I find life quite bewildering: the way it can seemingly drag on for prolonged periods, as if moving through treacle, progression frustratingly gradual; the way that then, like light suddenly escaping some unperceived medium, I am gushing forth with great speed, into the great unknown, the future, the life I thought would never come. It feels like my timeline is completely broken. Over the past few months, things have simply flown by, leaving me somewhere I never thought I would be. Liverpool, to be specific.
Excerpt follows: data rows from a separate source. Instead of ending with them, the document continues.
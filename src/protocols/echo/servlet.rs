//! Echo servlet.

use super::framing::EchoProtocol;
use super::parser;
use crate::runtime::exchange::{Request, Response, Servlet, ServletError};
use async_trait::async_trait;
use tracing::trace;

/// Writes every payload back behind a fresh length header; answers `QUIT`
/// with `OK` and lets the connection close.
#[derive(Debug, Default, Clone, Copy)]
pub struct EchoServlet;

#[async_trait]
impl Servlet<EchoProtocol> for EchoServlet {
    async fn execute(
        &self,
        request: &mut Request<EchoProtocol>,
        response: &mut Response<EchoProtocol>,
    ) -> Result<(), ServletError> {
        let frame = request.frame();
        if frame.quit {
            response.finish_with_bytes(b"OK\r\n").await?;
            return Ok(());
        }
        trace!(bytes = frame.payload.len(), "Echoing payload");

        // Header and payload packed into as few pool buffers as possible
        let mut buffers = Vec::new();
        let mut current = response.poll_buffer();
        parser::put_header(frame.payload.len(), &mut current);
        let mut rest = &frame.payload[..];
        while !rest.is_empty() {
            let spare = current.capacity() - current.len();
            if spare == 0 && !current.is_empty() {
                buffers.push(std::mem::replace(&mut current, response.poll_buffer()));
                continue;
            }
            let n = spare.max(1).min(rest.len());
            current.extend_from_slice(&rest[..n]);
            rest = &rest[n..];
        }
        buffers.push(current);

        response.finish_with_buffers(buffers).await?;
        Ok(())
    }
}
Since I last posted, so much has happened I hardly know where to start…should I perhaps begin with the last, and most remarkable interview I had last year, which happened to be for a heavy ion physics position here in the UK? My new boss, after seeing my interview in a “brain-drain” article in The Times, invited me to apply for the position many months ago, when it was based at Daresbury. Soon after this, the application process was frozen due to funding cuts. Luckily, the vacancy was moved to Liverpool and survived, but became a shorter term post for a more experienced candidate. I hadn’t expected or even imagined success, but simply went to the interview and introduced myself, enthusiastic and hopeful. The experience was a delight, and it felt great to finally meet people who seemed to appreciate my skills, experience, achievements and passion (not least, I imagine, because this was the one job opening in the country for which my training was perfectly designed. This is precisely the difficulty that many postgraduates are now facing, as positions in scientific research are not only extremely competitive but also sadly rare, and in other areas they are seen as over-qualified or lacking in “real-world” experience).
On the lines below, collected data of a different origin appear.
// Test-specific lint overrides: integration tests use unwrap/expect freely,
// and some pedantic/nursery lints are not appropriate for test code.
#![allow(
    clippy::unwrap_used,
    clippy::expect_used,
    clippy::doc_markdown,
    clippy::future_not_send,
    clippy::missing_panics_doc,
    clippy::missing_errors_doc
)]

//! Integration tests for the JSON file backend.
//!
//! Covers the on-disk format, the "file must already exist" rule, and that
//! storage failures reach clients as `500` with a fixed message only.

use std::sync::Arc;

use axum::body::Body;
use axum::http::{Request, StatusCode};
use taskd_proto::api::TaskFields;
use taskd_proto::task::{Task, TaskId};
use taskd_server::backend::{JsonFileBackend, TaskBackend};
use taskd_server::server;
use taskd_server::store::{StoreError, TaskStore};
use tower::ServiceExt;

async fn status_and_message(app: axum::Router, request: Request<Body>) -> (StatusCode, String) {
    let response = app.oneshot(request).await.unwrap();
    let status = response.status();
    let bytes = axum::body::to_bytes(response.into_body(), usize::MAX)
        .await
        .unwrap();
    let body: serde_json::Value = serde_json::from_slice(&bytes).unwrap();
    (status, body["message"].as_str().unwrap().to_string())
}

#[tokio::test]
async fn save_writes_pretty_two_space_json() {
    let dir = tempfile::tempdir().unwrap();
    let path = dir.path().join("tasks.json");
    let backend = JsonFileBackend::new(&path);

    backend
        .save(&[Task::new(TaskId::new("1"), "A", "a")])
        .await
        .unwrap();

    let text = std::fs::read_to_string(&path).unwrap();
    assert_eq!(
        text,
        "[\n  {\n    \"id\": \"1\",\n    \"title\": \"A\",\n    \"description\": \"a\"\n  }\n]"
    );
    assert_eq!(backend.load().await.unwrap().len(), 1);
}

#[tokio::test]
async fn missing_file_is_not_created() {
    let dir = tempfile::tempdir().unwrap();
    let path = dir.path().join("absent.json");
    let store = TaskStore::new(JsonFileBackend::new(&path));

    let err = store.list().await.unwrap_err();
    assert!(matches!(err, StoreError::Read { .. }), "got {err:?}");
    let err = store.create(TaskFields::new("A", "a")).await.unwrap_err();
    assert!(err.is_storage());
    assert!(!path.exists());
}

#[tokio::test]
async fn malformed_file_is_decode_error() {
    let dir = tempfile::tempdir().unwrap();
    let path = dir.path().join("tasks.json");
    std::fs::write(&path, "{ \"not\": \"an array\" }").unwrap();
    let backend = JsonFileBackend::new(&path);

    let err = backend.load().await.unwrap_err();
    assert!(matches!(err, StoreError::Decode { .. }), "got {err:?}");
}

#[tokio::test]
async fn validation_failure_leaves_file_untouched() {
    let dir = tempfile::tempdir().unwrap();
    let path = dir.path().join("tasks.json");
    let original = "[ { \"id\": \"1\", \"title\": \"A\", \"description\": \"a\" } ]";
    std::fs::write(&path, original).unwrap();
    let store = TaskStore::new(JsonFileBackend::new(&path));

    assert!(store.create(TaskFields::new("", "x")).await.is_err());
    assert!(store.update("1", TaskFields::new("B", "")).await.is_err());

    assert_eq!(std::fs::read_to_string(&path).unwrap(), original);
}

#[tokio::test]
async fn unknown_members_survive_create_update_and_delete() {
    let dir = tempfile::tempdir().unwrap();
    let path = dir.path().join("tasks.json");
    std::fs::write(
        &path,
        r#"[
            { "id": "1", "title": "A", "description": "a", "completed": true },
            { "id": "2", "title": "B", "description": "b", "tags": ["x"] }
        ]"#,
    )
    .unwrap();
    let store = TaskStore::new(JsonFileBackend::new(&path));
    let read = || -> serde_json::Value {
        serde_json::from_str(&std::fs::read_to_string(&path).unwrap()).unwrap()
    };

    store.create(TaskFields::new("C", "c")).await.unwrap();
    assert_eq!(read()[0]["completed"], true);
    assert_eq!(read()[1]["tags"], serde_json::json!(["x"]));

    let updated = store
        .update("1", TaskFields::new("A2", "a2"))
        .await
        .unwrap();
    assert_eq!(updated.extra["completed"], true);
    assert_eq!(
        read()[0],
        serde_json::json!({ "id": "1", "title": "A2", "description": "a2", "completed": true })
    );

    store.delete("2").await.unwrap();
    assert_eq!(read()[0]["completed"], true);
    assert!(read()[1].get("completed").is_none());
}

#[tokio::test]
async fn missing_file_is_500_with_safe_message() {
    let dir = tempfile::tempdir().unwrap();
    let path = dir.path().join("absent.json");
    let app = server::router(Arc::new(TaskStore::new(JsonFileBackend::new(&path))));

    let request = Request::builder().uri("/task").body(Body::empty()).unwrap();
    let (status, message) = status_and_message(app.clone(), request).await;
    assert_eq!(status, StatusCode::INTERNAL_SERVER_ERROR);
    assert_eq!(message, "Error reading tasks");

    let request = Request::builder().uri("/task/1").body(Body::empty()).unwrap();
    let (status, message) = status_and_message(app.clone(), request).await;
    assert_eq!(status, StatusCode::INTERNAL_SERVER_ERROR);
    assert_eq!(message, "Error reading task");

    let request = Request::builder()
        .method("DELETE")
        .uri("/task/1")
        .body(Body::empty())
        .unwrap();
    let (status, message) = status_and_message(app, request).await;
    assert_eq!(status, StatusCode::INTERNAL_SERVER_ERROR);
    assert_eq!(message, "Error deleting task");
}

#[tokio::test]
async fn malformed_file_is_500_on_create_and_update() {
    let dir = tempfile::tempdir().unwrap();
    let path = dir.path().join("tasks.json");
    std::fs::write(&path, "not json at all").unwrap();
    let app = server::router(Arc::new(TaskStore::new(JsonFileBackend::new(&path))));

    let body = serde_json::json!({ "title": "A", "description": "a" }).to_string();
    let request = Request::builder()
        .method("POST")
        .uri("/task")
        .header("content-type", "application/json")
        .body(Body::from(body.clone()))
        .unwrap();
    let (status, message) = status_and_message(app.clone(), request).await;
    assert_eq!(status, StatusCode::INTERNAL_SERVER_ERROR);
    assert_eq!(message, "Error creating task");
    assert!(!message.contains("tasks.json"));

    let request = Request::builder()
        .method("PUT")
        .uri("/task/1")
        .header("content-type", "application/json")
        .body(Body::from(body))
        .unwrap();
    let (status, message) = status_and_message(app, request).await;
    assert_eq!(status, StatusCode::INTERNAL_SERVER_ERROR);
    assert_eq!(message, "Error updating task");
}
The position was for a research scientist to work on an experiment at GSI, Darmstadt, measuring a fascinating heavy ion observable known as “flow” (observations of which, at RHIC, led to the idea of the Quark Gluon Plasma as a strongly interacting, low viscosity liquid, and has been observed more recently at ALICE). However, in this case, it would be for isospin-asymmetric nuclear matter, in order to investigate the symmetry energy of the nuclear equation of state. Symmetry energy describes the difference between protons and neutrons in the EOS, and it is especially interesting for understanding phase changes in, for example, the neutron-rich matter of neutron stars at high density (their masses and radii are intrinsically linked to the EOS).
Of course, I went back to my usual business of PhD completion, convinced that the trip to Liverpool University had been an enjoyable confidence-boost that would go no further, and that come September I would most likely be undertaking a PGCE course. It was not until a week before Christmas, as I was discussing the job market with visiting friends, that I received a phone call that has since changed my life. “Could you start on the 1st February?”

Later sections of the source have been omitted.